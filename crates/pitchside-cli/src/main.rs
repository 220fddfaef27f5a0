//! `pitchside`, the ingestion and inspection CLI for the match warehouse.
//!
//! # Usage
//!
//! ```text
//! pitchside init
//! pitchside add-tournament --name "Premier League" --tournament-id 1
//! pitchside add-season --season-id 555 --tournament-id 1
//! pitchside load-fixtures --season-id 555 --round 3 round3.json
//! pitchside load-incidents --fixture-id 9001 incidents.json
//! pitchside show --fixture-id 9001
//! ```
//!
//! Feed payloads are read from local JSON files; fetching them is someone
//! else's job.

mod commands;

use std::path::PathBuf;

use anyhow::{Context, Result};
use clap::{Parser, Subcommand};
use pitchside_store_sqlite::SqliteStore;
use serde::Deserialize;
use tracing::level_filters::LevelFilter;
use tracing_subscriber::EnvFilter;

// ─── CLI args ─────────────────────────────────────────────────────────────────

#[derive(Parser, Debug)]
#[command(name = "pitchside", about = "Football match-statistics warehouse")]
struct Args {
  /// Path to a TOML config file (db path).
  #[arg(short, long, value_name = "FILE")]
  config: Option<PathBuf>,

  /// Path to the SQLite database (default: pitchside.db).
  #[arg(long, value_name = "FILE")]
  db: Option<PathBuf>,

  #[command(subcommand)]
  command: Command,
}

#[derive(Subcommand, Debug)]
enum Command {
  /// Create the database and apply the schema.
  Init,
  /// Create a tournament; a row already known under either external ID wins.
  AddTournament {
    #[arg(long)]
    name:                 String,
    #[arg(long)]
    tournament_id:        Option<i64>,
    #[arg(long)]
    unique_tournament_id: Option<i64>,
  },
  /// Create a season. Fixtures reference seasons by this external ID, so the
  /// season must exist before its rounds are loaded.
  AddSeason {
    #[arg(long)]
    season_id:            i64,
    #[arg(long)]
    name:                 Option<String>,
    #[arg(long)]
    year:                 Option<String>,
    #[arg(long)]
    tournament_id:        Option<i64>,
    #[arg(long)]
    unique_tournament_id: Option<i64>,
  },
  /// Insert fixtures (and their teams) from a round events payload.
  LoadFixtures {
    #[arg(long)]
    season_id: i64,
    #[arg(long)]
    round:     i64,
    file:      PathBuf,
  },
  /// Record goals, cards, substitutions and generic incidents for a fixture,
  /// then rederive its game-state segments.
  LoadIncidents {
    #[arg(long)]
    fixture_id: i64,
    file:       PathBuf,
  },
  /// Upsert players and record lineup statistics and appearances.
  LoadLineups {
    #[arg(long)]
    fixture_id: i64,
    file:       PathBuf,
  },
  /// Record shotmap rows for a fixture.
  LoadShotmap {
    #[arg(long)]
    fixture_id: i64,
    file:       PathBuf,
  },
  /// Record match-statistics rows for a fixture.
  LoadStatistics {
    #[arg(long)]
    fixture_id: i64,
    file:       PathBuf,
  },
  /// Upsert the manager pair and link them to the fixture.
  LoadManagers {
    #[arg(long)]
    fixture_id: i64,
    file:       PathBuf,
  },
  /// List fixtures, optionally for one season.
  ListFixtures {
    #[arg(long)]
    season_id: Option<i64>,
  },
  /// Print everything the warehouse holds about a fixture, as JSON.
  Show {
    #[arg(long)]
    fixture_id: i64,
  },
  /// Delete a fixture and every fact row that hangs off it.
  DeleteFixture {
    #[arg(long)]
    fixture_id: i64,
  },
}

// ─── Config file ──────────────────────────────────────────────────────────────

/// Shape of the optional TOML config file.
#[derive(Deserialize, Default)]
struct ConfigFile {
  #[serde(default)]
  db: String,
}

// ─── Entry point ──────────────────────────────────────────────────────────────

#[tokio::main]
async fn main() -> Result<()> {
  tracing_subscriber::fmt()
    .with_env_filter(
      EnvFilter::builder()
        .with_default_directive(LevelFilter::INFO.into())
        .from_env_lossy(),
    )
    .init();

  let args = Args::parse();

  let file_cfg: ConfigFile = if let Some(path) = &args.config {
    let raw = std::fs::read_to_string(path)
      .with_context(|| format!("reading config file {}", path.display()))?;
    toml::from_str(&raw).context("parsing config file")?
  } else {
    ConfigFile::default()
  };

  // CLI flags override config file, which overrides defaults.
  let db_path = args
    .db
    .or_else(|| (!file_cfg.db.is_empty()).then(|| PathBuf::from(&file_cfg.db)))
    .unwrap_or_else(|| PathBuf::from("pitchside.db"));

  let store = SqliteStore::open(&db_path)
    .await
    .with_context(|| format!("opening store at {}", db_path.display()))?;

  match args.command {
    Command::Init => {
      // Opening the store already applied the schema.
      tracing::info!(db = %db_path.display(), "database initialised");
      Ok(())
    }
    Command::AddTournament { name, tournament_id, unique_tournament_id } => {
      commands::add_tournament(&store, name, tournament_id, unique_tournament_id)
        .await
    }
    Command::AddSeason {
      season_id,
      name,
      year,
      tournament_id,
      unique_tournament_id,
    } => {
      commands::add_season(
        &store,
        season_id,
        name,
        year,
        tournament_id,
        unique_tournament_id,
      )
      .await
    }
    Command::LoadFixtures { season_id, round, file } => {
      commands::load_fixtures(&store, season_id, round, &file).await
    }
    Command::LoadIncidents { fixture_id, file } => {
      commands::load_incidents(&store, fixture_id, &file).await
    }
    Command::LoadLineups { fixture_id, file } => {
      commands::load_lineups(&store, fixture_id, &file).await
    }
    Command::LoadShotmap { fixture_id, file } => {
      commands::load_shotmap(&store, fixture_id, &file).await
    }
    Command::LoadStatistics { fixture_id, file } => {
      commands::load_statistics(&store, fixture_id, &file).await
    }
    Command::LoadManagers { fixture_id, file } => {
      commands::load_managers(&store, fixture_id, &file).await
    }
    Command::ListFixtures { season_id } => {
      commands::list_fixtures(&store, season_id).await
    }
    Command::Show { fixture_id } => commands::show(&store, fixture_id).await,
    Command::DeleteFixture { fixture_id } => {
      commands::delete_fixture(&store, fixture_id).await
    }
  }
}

**Directions for this task:**
Could you copy each line of the material that holds "then"?

**Exercise result:**
  /// then rederive its game-state segments.
    .or_else(|| (!file_cfg.db.is_empty()).then(|| PathBuf::from(&file_cfg.db)))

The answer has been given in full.